Recently, many conventional ultrasound imaging systems have included a two-dimensional transducer array (hereinafter a 2D transducer array). The 2D transducer array typically comprises a number of transducer elements arranged in a grid. By controlling the timing and amplitude of the elements in the 2D transducer array, it is possible to steer and translate the transmitted ultrasound beam in both an azimuth direction and in an elevation direction. The use of a 2D transducer array allows the ultrasound transducer or probe to have greater flexibility and it enables greater accuracy in the acquisition of volumetric data.

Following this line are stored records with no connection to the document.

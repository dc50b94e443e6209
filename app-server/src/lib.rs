//! HTTP service answering questions about a chat history.
//!
//! ```text
//! POST /ask ──► AskHandler ──► AskEngine ──► embed ▸ retrieve ▸ assemble ▸ generate
//! ```

pub mod ask_handler;
pub mod config;
pub mod error;
pub mod logging;
pub mod protocol;
pub mod router;

use std::sync::Arc;

use anyhow::Context;
use askwhy_embeddings::EmbeddingProvider;
use askwhy_retrieval::{AskEngine, GenerationProvider};
use tokio::net::TcpListener;
use tracing::info;

pub use ask_handler::AskHandler;
pub use config::AppConfig;
pub use error::ApiError;
pub use router::router;

/// Build the engine described by `config` around the given providers.
pub fn build_engine(
    config: &AppConfig,
    embedder: Arc<dyn EmbeddingProvider>,
    generator: Arc<dyn GenerationProvider>,
) -> anyhow::Result<Arc<AskEngine>> {
    let engine = AskEngine::builder()
        .with_config(config.retrieval.clone())
        .with_profile(config.profile.clone())
        .with_embedder(embedder)
        .with_generator(generator)
        .build()
        .context("Failed to create ask engine")?;
    Ok(Arc::new(engine))
}

/// Serve the API on `listener` until ctrl-c.
pub async fn serve(listener: TcpListener, engine: Arc<AskEngine>) -> anyhow::Result<()> {
    let addr = listener.local_addr()?;
    info!("Listening on {addr}");

    let app = router(AskHandler::new(engine));
    axum::serve(listener, app)
        .with_graceful_shutdown(shutdown_signal())
        .await
        .context("Server error")?;

    info!("Server stopped");
    Ok(())
}

async fn shutdown_signal() {
    if let Err(e) = tokio::signal::ctrl_c().await {
        tracing::warn!("Failed to listen for ctrl-c: {e}");
        std::future::pending::<()>().await;
    }
}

However, for some ultrasound systems and probes, the number of transducer elements exceeds the number of channels in the console beamformer electronics or the number of channels supported by the console interface. For example, a 2D transducer array used for 3D and 4D imaging may require a very high number of elements, roughly the square of the number of elements needed for a 1D array used for 2D imaging. For example, a linear array which would required 128 to 192 elements for 2D imaging would need approximately 8,000 to 10,000 elements for 3D and 4D imaging. In cases like this, one or more probe beamforming and/or switching circuits may be used to dynamically couple the available channels to different subsets of transducer elements during different portions of the image formation process. Even if a probe beamforming circuit, also known as a sub-aperture processor (SAP), is used to combine 10 or more elements for each console beamformer channel, there may still not be enough console beamformer channels to utilize all of the elements in the 20 transducer array.
Additionally, while scanning a single slice, such as for a 2D display, it is often desirable to optimize the resolution within the slice. One way to optimize the resolution is to use a receive aperture that has its widest extent in the scanning dimension. For example, when scanning in the azimuth direction, it may be desirable to have a receive aperture that is widest in the azimuth direction. Likewise, when scanning in the elevation direction, it may be desirable to have a receive aperture that is widest in the elevation direction. Additionally, when scanning a volume to render as a 3D or 4D image, it may be desirable to optimize the resolution for more uniformity in both scanning dimensions by using an aperture that is shaped more like a square. For these and other reason, there is a need for an easily configurable ultrasound imaging system with the flexibility to optimize the shape of the receive aperture of a 2D transducer array based on the type of image that is desired.